In the entries below, find every line with the string "filename" and copy it.

Data records
****

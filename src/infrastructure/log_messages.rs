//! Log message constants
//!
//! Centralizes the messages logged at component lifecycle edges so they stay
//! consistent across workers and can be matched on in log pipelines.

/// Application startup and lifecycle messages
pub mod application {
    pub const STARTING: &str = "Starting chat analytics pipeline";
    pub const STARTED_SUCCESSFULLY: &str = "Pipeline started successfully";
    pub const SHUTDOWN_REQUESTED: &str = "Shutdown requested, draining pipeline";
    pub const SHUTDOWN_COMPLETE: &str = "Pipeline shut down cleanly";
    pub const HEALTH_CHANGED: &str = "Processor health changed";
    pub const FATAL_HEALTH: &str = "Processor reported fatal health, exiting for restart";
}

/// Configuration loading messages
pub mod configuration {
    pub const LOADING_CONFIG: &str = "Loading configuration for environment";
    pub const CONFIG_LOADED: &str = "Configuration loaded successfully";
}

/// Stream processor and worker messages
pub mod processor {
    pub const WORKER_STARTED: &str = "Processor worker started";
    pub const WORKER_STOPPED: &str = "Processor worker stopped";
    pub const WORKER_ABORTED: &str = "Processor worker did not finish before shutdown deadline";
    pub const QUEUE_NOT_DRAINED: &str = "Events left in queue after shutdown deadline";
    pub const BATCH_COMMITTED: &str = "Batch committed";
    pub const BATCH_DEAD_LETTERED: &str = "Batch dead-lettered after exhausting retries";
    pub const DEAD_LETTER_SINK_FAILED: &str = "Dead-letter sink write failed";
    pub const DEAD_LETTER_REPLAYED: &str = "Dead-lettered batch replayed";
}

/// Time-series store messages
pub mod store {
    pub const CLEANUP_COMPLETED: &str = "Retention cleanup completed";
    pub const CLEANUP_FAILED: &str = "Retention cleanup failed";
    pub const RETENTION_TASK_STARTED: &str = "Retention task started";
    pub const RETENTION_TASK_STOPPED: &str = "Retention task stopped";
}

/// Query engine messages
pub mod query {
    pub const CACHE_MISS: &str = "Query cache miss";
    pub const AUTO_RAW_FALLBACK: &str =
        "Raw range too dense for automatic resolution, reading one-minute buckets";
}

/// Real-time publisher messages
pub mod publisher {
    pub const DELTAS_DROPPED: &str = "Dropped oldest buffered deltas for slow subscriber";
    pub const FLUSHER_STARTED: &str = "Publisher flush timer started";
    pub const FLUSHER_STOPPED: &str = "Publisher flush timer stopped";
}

****

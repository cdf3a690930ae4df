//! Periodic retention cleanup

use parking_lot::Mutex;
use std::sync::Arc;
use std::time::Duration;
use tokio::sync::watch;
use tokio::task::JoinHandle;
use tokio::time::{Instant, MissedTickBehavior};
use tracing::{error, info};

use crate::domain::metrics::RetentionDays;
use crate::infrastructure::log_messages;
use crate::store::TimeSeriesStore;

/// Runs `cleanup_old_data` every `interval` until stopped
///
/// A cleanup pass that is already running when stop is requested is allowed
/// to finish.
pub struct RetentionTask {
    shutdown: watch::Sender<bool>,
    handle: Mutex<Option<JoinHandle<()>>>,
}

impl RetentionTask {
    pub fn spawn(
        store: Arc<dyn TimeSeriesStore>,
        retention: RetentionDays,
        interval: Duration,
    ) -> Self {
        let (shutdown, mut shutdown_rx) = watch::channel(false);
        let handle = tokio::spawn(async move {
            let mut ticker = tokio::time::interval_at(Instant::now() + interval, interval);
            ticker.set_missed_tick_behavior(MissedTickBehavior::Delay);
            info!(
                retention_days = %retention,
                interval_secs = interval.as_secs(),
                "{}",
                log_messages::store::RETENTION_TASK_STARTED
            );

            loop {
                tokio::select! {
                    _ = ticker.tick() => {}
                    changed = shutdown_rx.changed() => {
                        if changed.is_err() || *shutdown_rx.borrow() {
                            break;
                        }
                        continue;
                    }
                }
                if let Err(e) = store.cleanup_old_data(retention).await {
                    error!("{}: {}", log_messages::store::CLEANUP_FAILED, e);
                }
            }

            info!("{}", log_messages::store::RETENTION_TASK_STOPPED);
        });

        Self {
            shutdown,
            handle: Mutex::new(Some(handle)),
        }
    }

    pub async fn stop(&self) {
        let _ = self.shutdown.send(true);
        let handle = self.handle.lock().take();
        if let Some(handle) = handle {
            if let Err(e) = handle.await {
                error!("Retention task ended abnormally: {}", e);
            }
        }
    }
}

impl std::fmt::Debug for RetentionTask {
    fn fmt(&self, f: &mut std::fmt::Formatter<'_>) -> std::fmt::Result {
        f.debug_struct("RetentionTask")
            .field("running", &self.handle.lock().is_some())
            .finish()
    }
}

****

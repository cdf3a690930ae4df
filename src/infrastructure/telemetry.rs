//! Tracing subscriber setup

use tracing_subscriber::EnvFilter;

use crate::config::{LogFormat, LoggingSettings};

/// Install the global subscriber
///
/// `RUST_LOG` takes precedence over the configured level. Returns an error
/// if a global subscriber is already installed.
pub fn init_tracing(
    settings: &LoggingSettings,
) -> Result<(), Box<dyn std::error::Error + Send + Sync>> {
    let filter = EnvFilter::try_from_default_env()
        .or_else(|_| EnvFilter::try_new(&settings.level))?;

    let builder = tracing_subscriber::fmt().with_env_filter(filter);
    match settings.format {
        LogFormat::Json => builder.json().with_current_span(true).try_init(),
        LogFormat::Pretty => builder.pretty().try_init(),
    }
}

****

● RESULT FOR THIS TASK
filename src/infrastructure/log_messages.rs
filename src/infrastructure/telemetry.rs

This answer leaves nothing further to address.